A well thought out Unit Plan can make all the difference when teaching a new subject to students. Creating an outline of your unit plan makes sure that you have a plan that includes your outcomes or essential questions, a summary, chapter list, assessments, tools and resources. Once you have completed the Unit Plan outline you can make chapter outlines.
Title the Unit Plan with a name that states the topic or theme of the entire unit.
Develop curriculum-framing questions. These are questions that you want students to be able to answer after they have completed all components of the unit. An essential question is one question that is the "big idea" of the whole unit. Unit questions are three to five questions that are components of the essential questions, but pertain to the whole unit, as well. Content questions are even more specific and ask questions about the content presented within the unit.
Include a unit summary that describes in one or two short paragraphs the content that is going to be presented in the unit.
List the national or state standards that the unit is going to address.
Break down the unit into small pieces, such as chapters. Write a short phrase that describes the content that will be taught in the smaller sections.
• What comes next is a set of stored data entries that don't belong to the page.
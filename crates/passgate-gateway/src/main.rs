//! passgate gateway
//!
//! - Announce/scrape authorization: /announce, /:credential/announce, ...
//! - Config from $PASSGATE_CONFIG (default ./passgate.yaml)
//! - Graceful shutdown on Ctrl-C

use std::net::SocketAddr;
use std::process::ExitCode;

use tracing_subscriber::{fmt, EnvFilter};

use passgate_core::error::{PassgateError, Result};
use passgate_gateway::{app_state, config, router};

#[tokio::main]
async fn main() -> ExitCode {
    fmt().with_env_filter(EnvFilter::from_default_env()).init();

    match run().await {
        Ok(()) => ExitCode::SUCCESS,
        Err(e) => {
            tracing::error!(error = %e, "passgate-gateway failed");
            ExitCode::FAILURE
        }
    }
}

async fn run() -> Result<()> {
    let cfg = config::load_from_env()?;
    let listen: SocketAddr = cfg
        .gateway
        .listen
        .parse()
        .map_err(|e| PassgateError::BadRequest(format!("gateway.listen: {e}")))?;

    let state = app_state::AppState::new(cfg)?;
    let app = router::build_router(state);

    tracing::info!(%listen, "passgate-gateway starting");
    let listener = tokio::net::TcpListener::bind(listen)
        .await
        .map_err(|e| PassgateError::Internal(format!("failed to bind {listen}: {e}")))?;

    axum::serve(listener, app)
        .with_graceful_shutdown(shutdown_signal())
        .await
        .map_err(|e| PassgateError::Internal(format!("server failed: {e}")))
}

async fn shutdown_signal() {
    if let Err(e) = tokio::signal::ctrl_c().await {
        tracing::warn!(error = %e, "ctrl-c handler unavailable");
        std::future::pending::<()>().await;
    }
    tracing::info!("shutdown signal received");
}
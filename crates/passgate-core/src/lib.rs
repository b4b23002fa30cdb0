//! passgate core: transport-agnostic authorization primitives.
//!
//! This crate defines the request/context types handed to hooks, the
//! credential extractor and envelope cipher, and the error surface shared by
//! the gateway. It carries no runtime or network dependencies.
//!
//! # Defensive guarantees
//! Panics, `unwrap`, and `expect` are compile-denied here
//! (`#![deny(clippy::panic, clippy::unwrap_used, clippy::expect_used)]`).
//! Hostile credentials must surface as `PassgateError`, never as a crash on
//! the announce path.

#![deny(clippy::unwrap_used)]
#![deny(clippy::expect_used)]
#![deny(clippy::panic)]

pub mod credential;
pub mod error;
pub mod outcome;
pub mod request;

/// Re-exports of the types most callers need.
pub use error::{ClientCode, PassgateError, Result};
pub use outcome::Outcome;
pub use request::{Params, RequestContext, TrackerRequest};
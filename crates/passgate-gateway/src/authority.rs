//! Client for the external passkey authority.
//!
//! Protocol: `GET <http_url>?…&passkey=<value>` with an optional static API
//! key header. The body is `{"code": int, "message": string, "data": {"valid":
//! bool}}`; only the status class and `data.valid` decide anything, `code`
//! and `message` are logged.
//!
//! One attempt per request, bounded by the client timeout. Every transport
//! failure collapses into `Verdict::Unavailable`.

use std::time::{Duration, Instant};

use reqwest::header::{HeaderName, HeaderValue};
use reqwest::Url;
use serde::Deserialize;

use passgate_core::error::{PassgateError, Result};

use crate::obs::metrics::GatewayMetrics;

/// Response body of the authority.
#[derive(Debug, Default, Deserialize)]
pub struct VerificationVerdict {
    #[serde(default)]
    pub code: i64,
    #[serde(default)]
    pub message: String,
    #[serde(default)]
    pub data: VerdictData,
}

#[derive(Debug, Default, Deserialize)]
pub struct VerdictData {
    #[serde(default)]
    pub valid: bool,
}

/// Interpreted authority answer.
#[derive(Debug, Clone, Copy, PartialEq, Eq)]
pub enum Verdict {
    /// 2xx and `data.valid == true`.
    Valid,
    /// 2xx with anything else in the body.
    Invalid,
    /// No verdict obtained (network, timeout, non-2xx).
    Unavailable,
}

impl Verdict {
    pub fn as_str(self) -> &'static str {
        match self {
            Verdict::Valid => "valid",
            Verdict::Invalid => "invalid",
            Verdict::Unavailable => "unavailable",
        }
    }
}

#[derive(Debug, Clone)]
pub struct AuthorityClient {
    http: reqwest::Client,
    url: Url,
    api_key: Option<(HeaderName, HeaderValue)>,
}

impl AuthorityClient {
    pub fn new(
        url: &str,
        timeout: Duration,
        api_key_header: &str,
        api_key: Option<&str>,
    ) -> Result<Self> {
        let url = Url::parse(url)
            .map_err(|e| PassgateError::BadRequest(format!("authority url invalid: {e}")))?;

        let api_key = match api_key {
            Some(key) => {
                let name = HeaderName::from_bytes(api_key_header.as_bytes()).map_err(|e| {
                    PassgateError::BadRequest(format!("authority api key header invalid: {e}"))
                })?;
                let mut value = HeaderValue::from_str(key).map_err(|e| {
                    PassgateError::BadRequest(format!("authority api key invalid: {e}"))
                })?;
                value.set_sensitive(true);
                Some((name, value))
            }
            None => None,
        };

        let http = reqwest::Client::builder()
            .timeout(timeout)
            .build()
            .map_err(|e| PassgateError::Internal(format!("http client build failed: {e}")))?;

        Ok(Self { http, url, api_key })
    }

    /// Endpoint with `passkey` appended, keeping any existing query.
    pub fn request_url(&self, passkey: &str) -> Url {
        let mut u = self.url.clone();
        u.query_pairs_mut().append_pair("passkey", passkey);
        u
    }

    pub async fn verify(&self, passkey: &str, metrics: &GatewayMetrics) -> Verdict {
        let started = Instant::now();
        let verdict = self.query(passkey).await;
        metrics
            .authority_duration
            .observe(&[("verdict", verdict.as_str())], started.elapsed());
        metrics
            .authority_requests
            .inc(&[("verdict", verdict.as_str())]);
        verdict
    }

    async fn query(&self, passkey: &str) -> Verdict {
        let url = self.request_url(passkey);
        tracing::debug!(endpoint = %self.url, "checking passkey with authority");

        let mut req = self.http.get(url);
        if let Some((name, value)) = &self.api_key {
            req = req.header(name.clone(), value.clone());
        }

        let resp = match req.send().await {
            Ok(r) => r,
            Err(e) => {
                tracing::error!(error = %e, timeout = e.is_timeout(), endpoint = %self.url, "authority request failed");
                return Verdict::Unavailable;
            }
        };

        let status = resp.status();
        if !status.is_success() {
            tracing::warn!(status = status.as_u16(), endpoint = %self.url, "authority returned non-2xx status");
            return Verdict::Unavailable;
        }

        let body = match resp.bytes().await {
            Ok(b) => b,
            Err(e) => {
                tracing::error!(error = %e, endpoint = %self.url, "authority body read failed");
                return Verdict::Unavailable;
            }
        };

        // A 2xx body that does not parse counts as "not valid".
        let verdict: VerificationVerdict = serde_json::from_slice(&body).unwrap_or_else(|e| {
            tracing::warn!(error = %e, "authority body is not a verdict");
            VerificationVerdict::default()
        });

        tracing::info!(
            status = status.as_u16(),
            code = verdict.code,
            message = %verdict.message,
            valid = verdict.data.valid,
            "authority validation result"
        );

        if verdict.data.valid {
            Verdict::Valid
        } else {
            Verdict::Invalid
        }
    }
}
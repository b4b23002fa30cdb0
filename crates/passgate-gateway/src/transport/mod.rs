//! Transport layer (HTTP).
//!
//! Exposes the announce/scrape handlers that turn axum extractors into a
//! `TrackerRequest` before the hook chain sees it.

pub mod http;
Make a list of the assessments that will be given during the unit and at the end of the unit. This can include assignments, journal entries, observations, quizzes and a unit test.
End the unit plan with a listing of the tools and resources that you will be using during the unit.
- Curriculum-framing questions are also simply outcomes stated in question form.
- If you have special education students, you should include modifications for them at the end of the unit plan.